#### [The task]
Write out the entries below exactly. End with the line that contains "Display, Serialize, Deserialize)]".

#### [Source records]
--------------------
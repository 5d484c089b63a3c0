use serde::{Deserialize, Serialize};
use strum_macros::{Display, EnumIter, EnumString};

/// Numeric sensor columns of the dataset; `Display` yields the CSV header name
#[derive(
    Debug, Clone, Copy, PartialEq, Eq, Hash, Display, EnumString, EnumIter, Serialize, Deserialize,
)]
pub enum SensorField {
    #[strum(serialize = "anomaly_score")]
    #[serde(rename = "anomaly_score")]
    AnomalyScore,
    #[strum(serialize = "motor_vibration_mm_s")]
    #[serde(rename = "motor_vibration_mm_s")]
    Vibration,
    #[strum(serialize = "motor_current_A")]
    #[serde(rename = "motor_current_A")]
    Current,
    #[strum(serialize = "motor_temperature_C")]
    #[serde(rename = "motor_temperature_C")]
    Temperature,
}

impl SensorField {
    /// Axis label used by the charts
    pub fn axis_label(&self) -> &'static str {
        match self {
            SensorField::AnomalyScore => "Anomaly Score",
            SensorField::Vibration => "Vibration (mm/s)",
            SensorField::Current => "Current Draw (A)",
            SensorField::Temperature => "Temperature (°C)",
        }
    }
}

#[derive(Debug, Clone, Copy, PartialEq, Eq, Display, Serialize, Deserialize)]
#[serde(rename_all = "snake_case")]
pub enum LineStyle {
    #[strum(serialize = "solid")]
    Solid,
    #[strum(serialize = "dashed")]
    Dashed,
}
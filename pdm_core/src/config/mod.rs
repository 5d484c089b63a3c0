pub mod config_check;
pub mod pdm_config;

pub use pdm_config::PdmConfig;
pub mod trend_analyzer;

pub use trend_analyzer::{TrendAnalyzer, TrendReport};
--------------------
#### [Result of this exercise]
repository 5d484c089b63a3c0
use serde::{Deserialize, Serialize};
use strum_macros::{Display, EnumIter, EnumString};

/// Numeric sensor columns of the dataset; `Display` yields the CSV header name
#[derive(
    Debug, Clone, Copy, PartialEq, Eq, Hash, Display, EnumString, EnumIter, Serialize, Deserialize,
)]
pub enum SensorField {
    #[strum(serialize = "anomaly_score")]
    #[serde(rename = "anomaly_score")]
    AnomalyScore,
    #[strum(serialize = "motor_vibration_mm_s")]
    #[serde(rename = "motor_vibration_mm_s")]
    Vibration,
    #[strum(serialize = "motor_current_A")]
    #[serde(rename = "motor_current_A")]
    Current,
    #[strum(serialize = "motor_temperature_C")]
    #[serde(rename = "motor_temperature_C")]
    Temperature,
}

impl SensorField {
    /// Axis label used by the charts
    pub fn axis_label(&self) -> &'static str {
        match self {
            SensorField::AnomalyScore => "Anomaly Score",
            SensorField::Vibration => "Vibration (mm/s)",
            SensorField::Current => "Current Draw (A)",
            SensorField::Temperature => "Temperature (°C)",
        }
    }
}

#[derive(Debug, Clone, Copy, PartialEq, Eq, Display, Serialize, Deserialize)]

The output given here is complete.